From: Bill Kasdorf <bkasdorf@apexcovantage.com>
Date: Wed, 9 Apr 2014 14:48:01 +0000
To: "Madans, Phil" <Phil.Madans@hbgusa.com>, Ivan Herman <ivan@w3.org>
CC: Luc Audrain <LAUDRAIN@hachette-livre.fr>, W3C Digital Publishing IG <public-digipub-ig@w3.org>
Message-ID: <81aac59516ac4636988d90b9609f7571@CO2PR06MB572.namprd06.prod.outlook.com>
Thanks, Phil, very helpful as always.

This thread has turned a lightbulb on for me (in fact a couple).

First: we are really talking about two distinctly different use cases here:
--Transmitting publication-level metadata (for which a subset of ONIX in schema.org is what we are looking at doing).
--Embedding subject metadata at all levels in a publication to make it discoverable and enable drilling down to points within a publication based on that subject metadata (for which I was suggesting Thema would be the place to start, using the schema.org mechanism).

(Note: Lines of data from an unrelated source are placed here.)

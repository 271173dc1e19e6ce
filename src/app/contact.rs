use leptos::{either::Either, html, prelude::*};

use super::reveal::{entrance_style, reveal_class, use_reveal, SectionHeader};
use super::IconGlyph;
use crate::contact::{ContactForm, Field, SUBMIT_DELAY};
use crate::content::{copyright_year, portfolio};
use crate::reveal::{Entrance, Stagger};

const METHODS: Stagger = Stagger::new(300, 100);
const FIELD_CLASS: &str = "w-full px-4 py-3 bg-gray-700 border border-gray-600 rounded-lg text-white placeholder-gray-400 focus:outline-none focus:border-blue-500 focus:ring-2 focus:ring-blue-500/20 transition-all";

#[component]
pub fn Contact() -> impl IntoView {
    let profile = &portfolio().profile;
    let header_ref = NodeRef::<html::Div>::new();
    let in_view = use_reveal(header_ref);
    let form = RwSignal::new(ContactForm::default());

    let on_submit = move |ev: leptos::ev::SubmitEvent| {
        ev.prevent_default();
        if form.try_update(|f| f.begin_submit()) != Some(true) {
            return;
        }
        log::debug!("contact form submitted");
        set_timeout(
            move || {
                form.update(|f| f.finish_submit());
                if let Err(err) = window().alert_with_message("Message sent successfully!") {
                    log::warn!("could not confirm submission: {err:?}");
                }
            },
            SUBMIT_DELAY,
        );
    };
    let submitting = move || form.with(|f| f.is_submitting());
    let year = copyright_year().map(|y| format!("{y} ")).unwrap_or_default();

    view! {
        <section id="contact" class="py-20 px-4">
            <div class="max-w-6xl mx-auto">
                <SectionHeader
                    target=header_ref
                    revealed=in_view
                    title="Get In Touch"
                    subtitle="I'm always open to discussing new opportunities, interesting projects, or just having a chat about technology"
                    gradient="from-pink-400 to-red-400"
                />
                <div class="grid grid-cols-1 lg:grid-cols-2 gap-12">
                    <div
                        class=move || reveal_class(in_view.get(), Entrance::FromLeft, "space-y-8")
                        style=entrance_style(200)
                    >
                        <div>
                            <h3 class="text-2xl font-bold text-white mb-6">"Let's Connect"</h3>
                            <p class="text-gray-300 text-lg leading-relaxed mb-8">
                                "Whether you have a project in mind, want to collaborate on open source, or just want to say hello, I'd love to hear from you."
                            </p>
                        </div>
                        <div class="space-y-4">
                            {profile
                                .contact_methods
                                .iter()
                                .enumerate()
                                .map(|(i, method)| {
                                    view! {
                                        <a
                                            href=method.href.clone()
                                            class=move || reveal_class(
                                                in_view.get(),
                                                Entrance::FromLeft,
                                                "flex items-center space-x-4 p-4 bg-gray-800/50 backdrop-blur-lg rounded-xl border border-gray-700 hover:border-gray-600 hover:translate-x-2 group",
                                            )
                                            style=entrance_style(METHODS.delay_ms(i))
                                        >
                                            <div class=format!(
                                                "p-3 rounded-lg bg-gradient-to-r {} group-hover:scale-110 transition-transform",
                                                method.color,
                                            )>
                                                <IconGlyph icon=method.icon class="text-white text-xl" />
                                            </div>
                                            <div>
                                                <h4 class="text-white font-semibold">{method.label.clone()}</h4>
                                                <p class="text-gray-400">{method.value.clone()}</p>
                                            </div>
                                        </a>
                                    }
                                })
                                .collect_view()}
                        </div>
                        <div>
                            <h4 class="text-white font-semibold mb-4">"Follow Me"</h4>
                            <div class="flex space-x-4">
                                {profile
                                    .socials
                                    .iter()
                                    .map(|social| {
                                        view! {
                                            <a
                                                href=social.href.clone()
                                                target="_blank"
                                                rel="noopener noreferrer"
                                                aria-label=social.label.clone()
                                                title=social.label.clone()
                                                class="p-3 bg-gray-800 rounded-lg text-gray-400 hover:text-white hover:bg-gray-700 hover:scale-110 transition-all"
                                            >
                                                <IconGlyph icon=social.icon class="text-xl" />
                                            </a>
                                        }
                                    })
                                    .collect_view()}
                            </div>
                        </div>
                    </div>
                    <div
                        class=move || reveal_class(
                            in_view.get(),
                            Entrance::FromRight,
                            "bg-gray-800/50 backdrop-blur-lg rounded-xl p-8 border border-gray-700",
                        )
                        style=entrance_style(400)
                    >
                        <form on:submit=on_submit class="space-y-6">
                            <div class="grid grid-cols-1 md:grid-cols-2 gap-6">
                                <FormField form field=Field::Name />
                                <FormField form field=Field::Email />
                            </div>
                            <FormField form field=Field::Subject />
                            <FormField form field=Field::Message />
                            <button
                                type="submit"
                                disabled=submitting
                                class="w-full bg-gradient-to-r from-blue-600 to-purple-600 text-white py-4 rounded-lg font-semibold hover:shadow-lg hover:shadow-blue-500/25 hover:scale-[1.02] active:scale-[0.98] transition-all disabled:opacity-50 disabled:cursor-not-allowed flex items-center justify-center space-x-2"
                            >
                                <Show
                                    when=submitting
                                    fallback=|| view! { <span>"➤"</span><span>"Send Message"</span> }
                                >
                                    <div class="w-5 h-5 border-2 border-white border-t-transparent rounded-full animate-spin"></div>
                                    <span>"Sending..."</span>
                                </Show>
                            </button>
                        </form>
                    </div>
                </div>
                <div
                    class=move || reveal_class(
                        in_view.get(),
                        Entrance::Fade,
                        "mt-20 pt-8 border-t border-gray-700 text-center",
                    )
                    style=entrance_style(1000)
                >
                    <p class="text-gray-400">
                        {format!(
                            "© {year}{}. Built with Rust, Leptos, and Tailwind CSS.",
                            profile.name,
                        )}
                    </p>
                </div>
            </div>
        </section>
    }
}

#[component]
fn FormField(form: RwSignal<ContactForm>, field: Field) -> impl IntoView {
    let value = move || form.with(|f| f.get(field).to_string());

    view! {
        <div>
            <label for=field.id() class="block text-gray-300 font-medium mb-2">
                {field.label()}
            </label>
            {match field {
                Field::Message => {
                    Either::Left(
                        view! {
                            <textarea
                                id=field.id()
                                name=field.id()
                                required=true
                                rows=6
                                prop:value=value
                                on:input=move |ev| form.update(|f| f.set(field, event_target_value(&ev)))
                                placeholder=field.placeholder()
                                class=format!("{FIELD_CLASS} resize-none")
                            ></textarea>
                        },
                    )
                }
                _ => {
                    Either::Right(
                        view! {
                            <input
                                type=field.input_type()
                                id=field.id()
                                name=field.id()
                                required=true
                                prop:value=value
                                on:input=move |ev| form.update(|f| f.set(field, event_target_value(&ev)))
                                placeholder=field.placeholder()
                                class=FIELD_CLASS
                            />
                        },
                    )
                }
            }}
        </div>
    }
}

Those are really two related but different things, and I think they are both important to do.

Thanks so much for your clarification on Thema! I have not studied it, and I had always understood it to be much simpler than BISAC. Glad to be corrected on that!

One important issue we have here is what I think of as the "comprehensive vs. concise" dilemma.

--I personally always gravitate to "comprehensive" solutions, e.g. "publishers want more precise descriptions, which require much more extensive vocabularies"; "different types of publishers use different schemes and vocabularies (most of them extensive for the above reason) and we need to let them do that"; "keywords, without a controlled vocabulary, are something many publishers want to use"; etc. Let a thousand flowers bloom! ;-) (AKA "good luck with that.")

--The problem is that from the point of view of any receiving system, this quickly becomes unworkable. Systems want things that are clear, specific, and simple so that functionality can be reliably delivered in a programmatic fashion. That's why schema.org vocabularies are typically so much more bare-bones than the vocabularies used by the various interest groups (book publishers, magazine publishers, educational publishers, news publishers, journal publishers, etc.). The receiving system says "don't tell me what I _might_ get, tell me, if you want me to do X, what I _will_ get."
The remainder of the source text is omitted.